E il Magazzino dei venti cerca una nuova casa

«Il mio sogno è quello di far crescere questo museo, che suscita tanto interesse e curiosità, perché non deve essere l’esercizio di un singolo ma deve essere al servizio della città». Chiaro il messaggio di Rino Lombardi (foto), il fondatore del Magazzino dei venti del Museo della Bora (nonché ideatore insieme a Federico Prandi della manifestazione BoraMata che si è conclusa ieri), ubicato dal 2004 in un piccolo angolo di via Belpoggio. Eppure, pur essendo piccolo, non sempre aperto e accessibile per le visite su appuntamento, quest’anno il numero dei 650 visitatori totalizzati nel 2017 è praticamente già stato raggiunto.
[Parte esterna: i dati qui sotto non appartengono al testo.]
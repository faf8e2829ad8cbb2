#![allow(clippy::doc_markdown)] // Allow technical terms like RabbitMQ, DashMap in docs
#![allow(clippy::missing_errors_doc)] // Allow public functions without # Errors sections
#![allow(clippy::must_use_candidate)] // Allow methods without must_use when context is clear

//! # Distill Core
//!
//! Message routing and data-source health monitoring for the distillery
//! collection pipeline.
//!
//! ## Overview
//!
//! Documents arrive on a broker, one queue per routing key. The
//! [`dispatch::Dispatcher`] decodes each message and hands it to the
//! processor registered for its key; whatever fails is logged with the
//! original body and dropped, so a bad message never stops a consumer.
//!
//! Alongside, the [`monitors::MonitorEngine`] keeps a GREEN/RED state per
//! monitor. Saved documents are heartbeats; a periodic sweep marks monitors
//! RED once they have been silent longer than their interval and raises one
//! alert per escalation (or one per sweep when repeating alerts are on).
//!
//! ## Routing
//!
//! | Routing key  | Processor                               |
//! |--------------|-----------------------------------------|
//! | `logchutes`  | [`processors::LogProcessor`]            |
//! | `datachutes` | [`processors::DataProcessor`]           |
//! | `watchdogs`  | [`processors::WatchdogProcessor`]       |
//! | `monitors`   | [`processors::MonitorProcessor`]        |
//!
//! ## Module Organization
//!
//! - [`config`] - Layered configuration and the administrative catalog
//! - [`messaging`] - Decoding, routing keys and queue providers
//! - [`dispatch`] - Error boundary and consumer workers
//! - [`processors`] - One processor per routing key
//! - [`monitors`] - Monitor state machine and sweep
//! - [`watchdogs`] - Rule-based alarms with muzzles
//! - [`sifter`] / [`sieves`] - Chutes and the rules they evaluate
//! - [`distilleries`] / [`documents`] - Destination collections and storage seams
//! - [`alerts`] - Alert records and the alert sink seam
//! - [`events`] - Lifecycle event broadcast
//!
//! ## Quick Start
//!
//! ```rust,no_run
//! use std::sync::Arc;
//! use distill_core::config::{Catalog, DistillConfig};
//! use distill_core::lifecycle::ShutdownSignal;
//! use distill_core::messaging::InMemoryQueueService;
//! use distill_core::runtime::Runtime;
//!
//! # async fn example() -> distill_core::Result<()> {
//! let config = DistillConfig::default();
//! let runtime = Runtime::build(&config, Catalog::default(), Arc::new(InMemoryQueueService::new()));
//!
//! let shutdown = ShutdownSignal::new();
//! let handles = runtime.start(&shutdown).await?;
//!
//! shutdown.trigger();
//! for handle in handles {
//!     let _ = handle.await;
//! }
//! # Ok(())
//! # }
//! ```
//!
//! ## Testing
//!
//! ```bash
//! cargo test --lib    # Unit tests
//! cargo test          # Unit and integration tests
//! ```

pub mod alerts;
pub mod config;
pub mod constants;
pub mod dispatch;
pub mod distilleries;
pub mod documents;
pub mod error;
pub mod events;
pub mod lifecycle;
pub mod logging;
pub mod messaging;
pub mod monitors;
pub mod processors;
pub mod runtime;
pub mod sieves;
pub mod sifter;
pub mod watchdogs;

pub use config::{Catalog, ConfigManager, DistillConfig};
pub use constants::{AlertLevel, TimeUnit};
pub use dispatch::{DispatchOutcome, Dispatcher, QueueConsumer};
pub use error::{DistillError, Result, StoreError};
pub use lifecycle::ShutdownSignal;
pub use messaging::{decode, Message, RoutingKey};
pub use monitors::{Monitor, MonitorEngine, MonitorStatus, MonitorSweeper};
pub use runtime::Runtime;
Ecco perché Lombardi lo vorrebbe trasferire in un nuovo spazio più grande. «Abbiamo fatto una proposta per Casa Francol (l’edificio di via Crosada di proprietà del Comune, ora oggetto di un bando di project financing, ndr), dove inserire un’area per il museo e una struttura ricettiva – spiega Lombardi –. Sono convinto che debba mantenere una dimensione piccola, ma non come ora. È anche nell’interesse delle aziende». L’assessore alla Cultura Giorgio Rossi non si tira indietro: «Guardiamo ai musei cittadini a 360 gradi, anche a quelli privati. La mia intenzione è di fare in Porto vecchio un nuovo Polo museale che raccolga tutta una serie di realtà, tra cui quelle che già ci sono e altre che raccontano la città. E qui si può inserire anche il Magazzino dei venti. Adesso, infatti, stiamo progettando nel Magazzino 26 un’ala dedicata all’aspetto scientifico, pure con il professor Stefano Fantoni, che ci ha esposto l’idea di voler creare un parco scientifico». (be.mo.)